A Brief History of West Hall
West Hall was the home of our department prior to our move into the Jonsson-Rowland Science Center and the Materials Research Center in 1998. While we are happy to now be located near the center of campus, we remember fondly those days on the western edge of RPI. Certainly to many of our alumni, West Hall remains the home of the department in memory. Below is a brief history of the building.
Rensselaer and West Hall have a love-hate relationship. Yes, West Hall is old and a bit decrepit. And students decry its distance from "the rest of campus." But there's no denying that West Hall has a charisma and a charm that outshines its imperfections of age and upkeep - in short, it has a history.
West Hall was the home to the Department of Earth and Environmental Sciences, nee Geology, for the over 40 years. Yet the history of this 100-plus year-old building extends far beyond our occupancy, specifically to June 28, 1868, when the cornerstone for a new hospital building was laid by the Right Reverend J.J. Conroy, Bishop of Albany.
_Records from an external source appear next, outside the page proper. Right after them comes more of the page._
//! Expression parsing with full operator precedence.
//!
//! Precedence (lowest → highest):
//! 7. `or`
//! 6. `and`
//! 5. `==`, `!=`, `<`, `>`, `<=`, `>=` (no chaining)
//! 4. `+`, `-`
//! 3. `*`, `/`, `%`
//! 2. unary `-`, `not`
//! 1. postfix: `()` call, `.` member, `[]` index

use kiln_lexer::token::TokenKind;
use kiln_types::ast::*;
use kiln_types::{DiagnosticCode, Span};

use crate::parser::Parser;

impl<'src> Parser<'src> {
    // ══════════════════════════════════════════════════════════════════════════
    // Entry Point
    // ══════════════════════════════════════════════════════════════════════════

    /// Parse an expression.
    pub(crate) fn parse_expression(&mut self) -> Option<Expr> {
        if !self.enter_nesting() {
            return None;
        }
        let result = self.parse_or();
        self.exit_nesting();
        result
    }

    fn binary(&mut self, left: Expr, op: BinOp, right: Expr) -> Expr {
        let span = left.span.merge(right.span);
        self.mk_expr(
            ExprKind::Binary {
                left: Box::new(left),
                op,
                right: Box::new(right),
            },
            span,
        )
    }

    // ══════════════════════════════════════════════════════════════════════════
    // Precedence Chain
    // ══════════════════════════════════════════════════════════════════════════

    /// `OrExpr = AndExpr { "or" AndExpr }`
    fn parse_or(&mut self) -> Option<Expr> {
        let mut left = self.parse_and()?;
        while self.eat(&TokenKind::Or) {
            let right = self.parse_and()?;
            left = self.binary(left, BinOp::Or, right);
        }
        Some(left)
    }

    /// `AndExpr = CompExpr { "and" CompExpr }`
    fn parse_and(&mut self) -> Option<Expr> {
        let mut left = self.parse_comparison()?;
        while self.eat(&TokenKind::And) {
            let right = self.parse_comparison()?;
            left = self.binary(left, BinOp::And, right);
        }
        Some(left)
    }

    /// `CompExpr = AddExpr [ CompOp AddExpr ]`
    ///
    /// Comparison operators do NOT chain: `a < b < c` is a parse error.
    fn parse_comparison(&mut self) -> Option<Expr> {
        let mut left = self.parse_add()?;
        if let Some(op) = self.match_comparison_op() {
            self.advance();
            let right = self.parse_add()?;
            left = self.binary(left, op, right);
            if self.match_comparison_op().is_some() {
                self.error_at_current(
                    DiagnosticCode::UNEXPECTED_TOKEN,
                    "comparison operators cannot be chained; use 'and' to combine: a < b and b < c",
                );
            }
        }
        Some(left)
    }

    fn match_comparison_op(&self) -> Option<BinOp> {
        match self.peek_kind() {
            TokenKind::EqEq => Some(BinOp::Eq),
            TokenKind::BangEq => Some(BinOp::NotEq),
            TokenKind::Less => Some(BinOp::Less),
            TokenKind::Greater => Some(BinOp::Greater),
            TokenKind::LessEq => Some(BinOp::LessEq),
            TokenKind::GreaterEq => Some(BinOp::GreaterEq),
            _ => None,
        }
    }

    /// `AddExpr = MulExpr { ("+" | "-") MulExpr }`
    fn parse_add(&mut self) -> Option<Expr> {
        let mut left = self.parse_mul()?;
        loop {
            let op = match self.peek_kind() {
                TokenKind::Plus => BinOp::Add,
                TokenKind::Minus => BinOp::Sub,
                _ => break,
            };
            self.advance();
            let right = self.parse_mul()?;
            left = self.binary(left, op, right);
        }
        Some(left)
    }

    /// `MulExpr = UnaryExpr { ("*" | "/" | "%") UnaryExpr }`
    fn parse_mul(&mut self) -> Option<Expr> {
        let mut left = self.parse_unary()?;
        loop {
            let op = match self.peek_kind() {
                TokenKind::Star => BinOp::Mul,
                TokenKind::Slash => BinOp::Div,
                TokenKind::Percent => BinOp::Mod,
                _ => break,
            };
            self.advance();
            let right = self.parse_unary()?;
            left = self.binary(left, op, right);
        }
        Some(left)
    }

    /// `UnaryExpr = ( "not" | "-" ) UnaryExpr | PostfixExpr`
    fn parse_unary(&mut self) -> Option<Expr> {
        let start = self.current_span();
        let op = match self.peek_kind() {
            TokenKind::Not => UnaryOp::Not,
            TokenKind::Minus => UnaryOp::Neg,
            _ => return self.parse_postfix(),
        };
        self.advance();
        if !self.enter_nesting() {
            return None;
        }
        let operand = self.parse_unary();
        self.exit_nesting();
        let operand = operand?;
        let span = start.merge(operand.span);
        Some(self.mk_expr(
            ExprKind::Unary {
                op,
                operand: Box::new(operand),
            },
            span,
        ))
    }

    /// `PostfixExpr = PrimaryExpr { "(" ArgList ")" | "." Name | "[" Expr "]" }`
    fn parse_postfix(&mut self) -> Option<Expr> {
        let mut expr = self.parse_primary()?;
        loop {
            match self.peek_kind() {
                TokenKind::LParen => {
                    self.advance();
                    let args = self.parse_comma_list(&TokenKind::RParen)?;
                    self.expect(&TokenKind::RParen)?;
                    let span = expr.span.merge(self.previous_span());
                    expr = self.mk_expr(
                        ExprKind::Call {
                            callee: Box::new(expr),
                            args,
                        },
                        span,
                    );
                }
                TokenKind::Dot => {
                    self.advance();
                    let name = self.expect_member_name()?;
                    let span = expr.span.merge(name.span);
                    expr = self.mk_expr(
                        ExprKind::Member {
                            object: Box::new(expr),
                            name,
                        },
                        span,
                    );
                }
                TokenKind::LBracket => {
                    self.advance();
                    self.skip_newlines();
                    let index = self.parse_expression()?;
                    self.skip_newlines();
                    self.expect(&TokenKind::RBracket)?;
                    let span = expr.span.merge(self.previous_span());
                    expr = self.mk_expr(
                        ExprKind::Index {
                            object: Box::new(expr),
                            index: Box::new(index),
                        },
                        span,
                    );
                }
                _ => break,
            }
        }
        Some(expr)
    }

    // ══════════════════════════════════════════════════════════════════════════
    // Primary Expressions
    // ══════════════════════════════════════════════════════════════════════════

    fn parse_primary(&mut self) -> Option<Expr> {
        let start = self.current_span();
        match self.peek_kind().clone() {
            // ── Literals ────────────────────────────────────────────────
            TokenKind::NumberLit(n) => {
                self.advance();
                Some(self.mk_expr(ExprKind::NumberLit(n), start))
            }
            TokenKind::StringLiteral(s) => {
                self.advance();
                Some(self.mk_expr(ExprKind::StringLit(s), start))
            }
            TokenKind::StringStart(s) => {
                self.advance();
                self.parse_string_interpolation(s, start)
            }
            TokenKind::True => {
                self.advance();
                Some(self.mk_expr(ExprKind::BoolLit(true), start))
            }
            TokenKind::False => {
                self.advance();
                Some(self.mk_expr(ExprKind::BoolLit(false), start))
            }
            TokenKind::Nil => {
                self.advance();
                Some(self.mk_expr(ExprKind::NilLit, start))
            }

            // ── Collections ─────────────────────────────────────────────
            TokenKind::LBracket => {
                self.advance();
                let items = self.parse_comma_list(&TokenKind::RBracket)?;
                self.expect(&TokenKind::RBracket)?;
                let span = start.merge(self.previous_span());
                Some(self.mk_expr(ExprKind::ListLit(items), span))
            }

            // ── Grouping ────────────────────────────────────────────────
            TokenKind::LParen => {
                self.advance();
                self.skip_newlines();
                let inner = self.parse_expression()?;
                self.skip_newlines();
                self.expect(&TokenKind::RParen)?;
                let span = start.merge(self.previous_span());
                Some(self.mk_expr(ExprKind::Paren(Box::new(inner)), span))
            }

            TokenKind::Identifier(name) => {
                self.advance();
                Some(self.mk_expr(ExprKind::Identifier(name), start))
            }

            _ => {
                self.error_at_current(
                    DiagnosticCode::UNEXPECTED_TOKEN,
                    format!("expected expression, got '{}'", self.peek_kind()),
                );
                None
            }
        }
    }

    /// Parse comma-separated expressions up to (not including) `close`.
    /// Newlines are insignificant inside the delimiters and a trailing
    /// comma is allowed.
    fn parse_comma_list(&mut self, close: &TokenKind) -> Option<Vec<Expr>> {
        let mut items = Vec::new();
        self.skip_newlines();
        if self.check_exact(close) {
            return Some(items);
        }
        loop {
            self.skip_newlines();
            items.push(self.parse_expression()?);
            self.skip_newlines();
            if !self.eat(&TokenKind::Comma) {
                break;
            }
            self.skip_newlines();
            if self.check_exact(close) {
                break;
            }
        }
        Some(items)
    }

    // ══════════════════════════════════════════════════════════════════════════
    // String Interpolation
    // ══════════════════════════════════════════════════════════════════════════

    /// Parse the rest of `"text ${expr} text"` after its `StringStart`.
    fn parse_string_interpolation(&mut self, start_text: String, start_span: Span) -> Option<Expr> {
        let mut parts = Vec::new();
        if !start_text.is_empty() {
            parts.push(StringPart::Literal(start_text));
        }
        loop {
            self.expect(&TokenKind::InterpolationStart)?;
            let expr = self.parse_expression()?;
            parts.push(StringPart::Expr(expr));
            self.expect(&TokenKind::InterpolationEnd)?;
            match self.peek_kind().clone() {
                TokenKind::StringPart(s) => {
                    self.advance();
                    if !s.is_empty() {
                        parts.push(StringPart::Literal(s));
                    }
                }
                TokenKind::StringEnd(s) => {
                    self.advance();
                    if !s.is_empty() {
                        parts.push(StringPart::Literal(s));
                    }
                    break;
                }
                _ => {
                    self.error_at_current(
                        DiagnosticCode::UNTERMINATED_STRING,
                        "unterminated string interpolation",
                    );
                    return None;
                }
            }
        }
        let span = start_span.merge(self.previous_span());
        Some(self.mk_expr(ExprKind::StringInterpolation(parts), span))
    }
}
"West Hall" was the next step in the evolution of St. Mary's Hospital, at that time known as the Troy Hospital. The Hospital movement in Troy began in 1845, when the epidemics of 1844 and '45 compelled city authorities to erect temporary buildings and use space in the Sisters of Charity orphanage in South Troy to care for the sick. In 1848, construction began on the first "permanent" Troy hospital, on the southwest corner of Washington and Fifth Streets. Upon its completion two years later, the hospital's direction was placed under the Sisters of Charity where it has since remained.
The Troy Hospital, which became the first full service hospital in New York State outside of the New York City area, remained in this building until 1914. About this time, however, owing to rapid growth of the city and of the construction of the Union Railroad within a few feet of the building, the location was deemed unsuitable and so the site upon which West Hall now sits was purchased.
However, it seems that West Hall was destined to accommodate the cultivation of the mind rather than the healing of the body. In 1922 it was purchased by the Diocese of Albany and served as Troy's Catholic Central High School for the next 30 years.
Though its name has changed, its tradition as a place of education remained when West Hall was purchased by Rensselaer Polytechnic Institute. Our own history here began after the Fuel Resources Department became the Geology Department and West Hall became its headquarters.
The geology department truly embraced West Hall as home, yet the building retained its character and evidence of its history. The office and museum were located in the old operating theater turned gymnasium, labs and classrooms in the old hospital rooms, rock storage in the front stairwells, and the sedimentology lab adjacent to the boiler-room in the sub-basement. Because of its history as a hospital and morgue, its dramatic victorian architecture, and its age, West Hall always invoked an image akin to the haunted house of classic horror films. Emanating noises from the steam pipes and critters in the walls aided that image. Stormy nights certainly had the ability to make the building's scientists a little uneasy, creating an atmosphere where one would expect encounters with the supernatural.
In 1998, the institute moved the Earth and Environmental Science department to the Science Center, moving in alongside the department of Physics, Applied Physics and Astronomy, and the department of Biology. West Hall is now home to the purchasing department, grants and contracts, as well as a substantial portion of the Integrated Electronic Arts department.